Copy out, from the entries below, each line that holds the string "collections".

Stored data entries:
-=-=-

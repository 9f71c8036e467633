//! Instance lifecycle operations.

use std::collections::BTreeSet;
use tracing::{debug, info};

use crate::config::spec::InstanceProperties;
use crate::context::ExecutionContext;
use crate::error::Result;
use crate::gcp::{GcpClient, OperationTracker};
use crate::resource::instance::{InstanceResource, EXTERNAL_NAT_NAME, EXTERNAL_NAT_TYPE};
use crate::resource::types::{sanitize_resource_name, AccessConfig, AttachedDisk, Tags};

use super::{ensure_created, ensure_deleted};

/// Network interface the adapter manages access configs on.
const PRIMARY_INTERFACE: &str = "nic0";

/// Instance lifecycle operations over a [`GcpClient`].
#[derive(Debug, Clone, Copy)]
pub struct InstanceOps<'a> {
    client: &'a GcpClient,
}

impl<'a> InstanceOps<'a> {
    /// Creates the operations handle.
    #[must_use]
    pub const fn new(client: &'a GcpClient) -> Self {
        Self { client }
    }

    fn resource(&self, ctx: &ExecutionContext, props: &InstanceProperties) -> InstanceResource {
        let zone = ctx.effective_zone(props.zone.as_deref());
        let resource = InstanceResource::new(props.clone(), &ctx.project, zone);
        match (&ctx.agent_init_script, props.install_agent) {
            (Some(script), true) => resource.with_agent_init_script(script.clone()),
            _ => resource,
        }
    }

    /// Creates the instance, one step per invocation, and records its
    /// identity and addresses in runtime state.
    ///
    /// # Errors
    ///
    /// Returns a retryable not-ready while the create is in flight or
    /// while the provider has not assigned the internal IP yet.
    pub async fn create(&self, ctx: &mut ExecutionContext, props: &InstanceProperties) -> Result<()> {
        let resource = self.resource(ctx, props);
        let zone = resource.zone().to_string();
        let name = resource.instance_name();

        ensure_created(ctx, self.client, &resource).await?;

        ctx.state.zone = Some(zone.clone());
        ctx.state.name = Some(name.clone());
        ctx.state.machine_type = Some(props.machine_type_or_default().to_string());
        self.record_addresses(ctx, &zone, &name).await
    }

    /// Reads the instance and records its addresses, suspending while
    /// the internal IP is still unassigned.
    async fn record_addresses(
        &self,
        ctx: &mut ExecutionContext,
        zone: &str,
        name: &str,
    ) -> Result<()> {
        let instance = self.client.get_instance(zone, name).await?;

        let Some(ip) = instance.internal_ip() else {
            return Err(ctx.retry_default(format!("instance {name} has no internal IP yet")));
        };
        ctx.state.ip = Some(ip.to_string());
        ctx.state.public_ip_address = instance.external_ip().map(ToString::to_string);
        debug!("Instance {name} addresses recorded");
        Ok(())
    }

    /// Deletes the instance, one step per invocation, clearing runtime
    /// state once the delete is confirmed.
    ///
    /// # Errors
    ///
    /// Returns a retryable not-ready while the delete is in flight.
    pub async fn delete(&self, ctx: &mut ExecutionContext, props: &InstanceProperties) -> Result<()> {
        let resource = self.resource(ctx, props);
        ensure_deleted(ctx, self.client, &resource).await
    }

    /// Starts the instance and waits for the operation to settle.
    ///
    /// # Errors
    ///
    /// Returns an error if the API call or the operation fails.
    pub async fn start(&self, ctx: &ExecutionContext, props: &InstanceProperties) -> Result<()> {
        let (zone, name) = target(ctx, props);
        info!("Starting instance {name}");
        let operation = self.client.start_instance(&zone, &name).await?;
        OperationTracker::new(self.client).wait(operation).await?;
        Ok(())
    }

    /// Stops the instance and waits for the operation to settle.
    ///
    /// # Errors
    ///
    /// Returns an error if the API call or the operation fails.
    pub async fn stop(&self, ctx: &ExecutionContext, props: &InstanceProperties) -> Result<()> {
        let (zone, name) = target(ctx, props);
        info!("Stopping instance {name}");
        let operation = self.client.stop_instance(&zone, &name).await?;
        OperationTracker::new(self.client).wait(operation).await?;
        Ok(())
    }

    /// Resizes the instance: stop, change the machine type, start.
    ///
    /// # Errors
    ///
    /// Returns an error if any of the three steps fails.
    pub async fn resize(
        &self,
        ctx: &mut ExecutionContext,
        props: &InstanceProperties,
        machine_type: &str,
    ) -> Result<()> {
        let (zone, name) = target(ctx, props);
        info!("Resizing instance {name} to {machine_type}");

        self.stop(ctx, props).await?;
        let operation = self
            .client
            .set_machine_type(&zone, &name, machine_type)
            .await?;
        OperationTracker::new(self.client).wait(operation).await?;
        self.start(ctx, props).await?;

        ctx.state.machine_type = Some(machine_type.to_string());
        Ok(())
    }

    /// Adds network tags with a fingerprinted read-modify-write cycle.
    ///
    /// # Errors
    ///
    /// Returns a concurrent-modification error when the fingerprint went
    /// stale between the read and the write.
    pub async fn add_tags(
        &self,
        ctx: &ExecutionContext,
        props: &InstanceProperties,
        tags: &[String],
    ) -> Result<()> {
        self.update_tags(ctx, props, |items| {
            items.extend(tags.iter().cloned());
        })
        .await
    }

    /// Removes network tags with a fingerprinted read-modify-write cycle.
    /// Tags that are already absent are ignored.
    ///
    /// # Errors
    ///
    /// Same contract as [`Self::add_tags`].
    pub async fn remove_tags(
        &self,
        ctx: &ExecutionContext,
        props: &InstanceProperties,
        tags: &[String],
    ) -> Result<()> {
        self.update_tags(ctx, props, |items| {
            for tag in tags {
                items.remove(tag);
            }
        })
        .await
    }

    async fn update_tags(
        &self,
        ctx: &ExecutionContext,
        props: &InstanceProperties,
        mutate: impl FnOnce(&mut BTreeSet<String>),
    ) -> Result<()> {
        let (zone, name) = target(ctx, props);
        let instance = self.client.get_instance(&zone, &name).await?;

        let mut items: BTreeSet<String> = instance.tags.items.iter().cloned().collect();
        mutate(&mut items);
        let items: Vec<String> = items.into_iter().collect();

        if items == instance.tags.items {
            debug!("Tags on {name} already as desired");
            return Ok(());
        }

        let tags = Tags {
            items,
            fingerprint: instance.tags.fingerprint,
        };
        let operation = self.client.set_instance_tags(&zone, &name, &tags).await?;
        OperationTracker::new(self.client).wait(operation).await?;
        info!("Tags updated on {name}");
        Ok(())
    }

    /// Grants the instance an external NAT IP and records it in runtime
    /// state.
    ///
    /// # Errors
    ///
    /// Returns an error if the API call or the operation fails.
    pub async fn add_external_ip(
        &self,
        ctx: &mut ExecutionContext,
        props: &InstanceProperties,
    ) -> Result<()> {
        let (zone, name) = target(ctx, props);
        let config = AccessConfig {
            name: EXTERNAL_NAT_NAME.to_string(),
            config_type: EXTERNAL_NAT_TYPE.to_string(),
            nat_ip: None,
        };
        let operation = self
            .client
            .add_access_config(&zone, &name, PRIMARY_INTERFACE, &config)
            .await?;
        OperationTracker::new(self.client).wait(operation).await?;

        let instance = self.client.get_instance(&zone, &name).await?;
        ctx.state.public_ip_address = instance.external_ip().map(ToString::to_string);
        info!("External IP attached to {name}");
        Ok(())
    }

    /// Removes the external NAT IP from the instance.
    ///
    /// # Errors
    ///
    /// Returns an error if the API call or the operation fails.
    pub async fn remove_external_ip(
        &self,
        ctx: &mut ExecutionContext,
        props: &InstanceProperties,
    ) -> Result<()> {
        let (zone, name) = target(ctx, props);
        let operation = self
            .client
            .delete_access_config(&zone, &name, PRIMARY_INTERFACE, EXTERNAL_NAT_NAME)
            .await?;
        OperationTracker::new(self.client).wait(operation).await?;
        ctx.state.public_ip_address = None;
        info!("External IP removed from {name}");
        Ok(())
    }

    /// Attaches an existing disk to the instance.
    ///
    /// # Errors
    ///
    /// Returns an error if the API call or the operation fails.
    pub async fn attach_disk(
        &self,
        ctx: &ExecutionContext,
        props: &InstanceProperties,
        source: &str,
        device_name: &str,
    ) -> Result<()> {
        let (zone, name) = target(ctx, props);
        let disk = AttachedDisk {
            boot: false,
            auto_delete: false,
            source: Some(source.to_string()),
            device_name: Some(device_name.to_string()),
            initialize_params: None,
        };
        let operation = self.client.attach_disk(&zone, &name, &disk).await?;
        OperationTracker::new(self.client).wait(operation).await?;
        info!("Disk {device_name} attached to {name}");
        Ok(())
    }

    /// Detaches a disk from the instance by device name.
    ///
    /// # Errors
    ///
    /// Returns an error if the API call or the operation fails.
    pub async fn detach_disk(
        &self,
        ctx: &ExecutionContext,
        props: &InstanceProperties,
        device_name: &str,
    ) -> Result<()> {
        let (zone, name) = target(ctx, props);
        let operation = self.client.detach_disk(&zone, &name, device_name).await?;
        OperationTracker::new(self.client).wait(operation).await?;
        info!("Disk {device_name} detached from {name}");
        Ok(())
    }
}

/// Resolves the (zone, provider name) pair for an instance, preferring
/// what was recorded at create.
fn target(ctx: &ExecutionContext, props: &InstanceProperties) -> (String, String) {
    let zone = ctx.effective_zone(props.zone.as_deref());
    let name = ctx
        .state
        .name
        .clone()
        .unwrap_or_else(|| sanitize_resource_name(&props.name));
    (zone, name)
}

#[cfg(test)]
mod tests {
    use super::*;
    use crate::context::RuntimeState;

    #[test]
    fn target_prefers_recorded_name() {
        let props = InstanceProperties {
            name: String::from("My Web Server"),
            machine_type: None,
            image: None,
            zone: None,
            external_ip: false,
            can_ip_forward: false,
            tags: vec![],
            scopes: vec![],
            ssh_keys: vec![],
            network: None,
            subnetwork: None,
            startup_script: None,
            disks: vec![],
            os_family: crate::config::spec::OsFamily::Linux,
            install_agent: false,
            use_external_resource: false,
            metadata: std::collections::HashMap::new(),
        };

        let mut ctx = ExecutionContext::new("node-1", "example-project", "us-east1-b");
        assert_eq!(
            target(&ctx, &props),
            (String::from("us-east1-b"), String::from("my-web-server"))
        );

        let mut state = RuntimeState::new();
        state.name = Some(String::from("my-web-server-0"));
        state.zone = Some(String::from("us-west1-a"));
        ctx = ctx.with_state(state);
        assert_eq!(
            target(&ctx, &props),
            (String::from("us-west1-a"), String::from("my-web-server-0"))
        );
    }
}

-=-=-

▸ EXERCISE SOLUTION:
use std::collections::BTreeSet;
            metadata: std::collections::HashMap::new(),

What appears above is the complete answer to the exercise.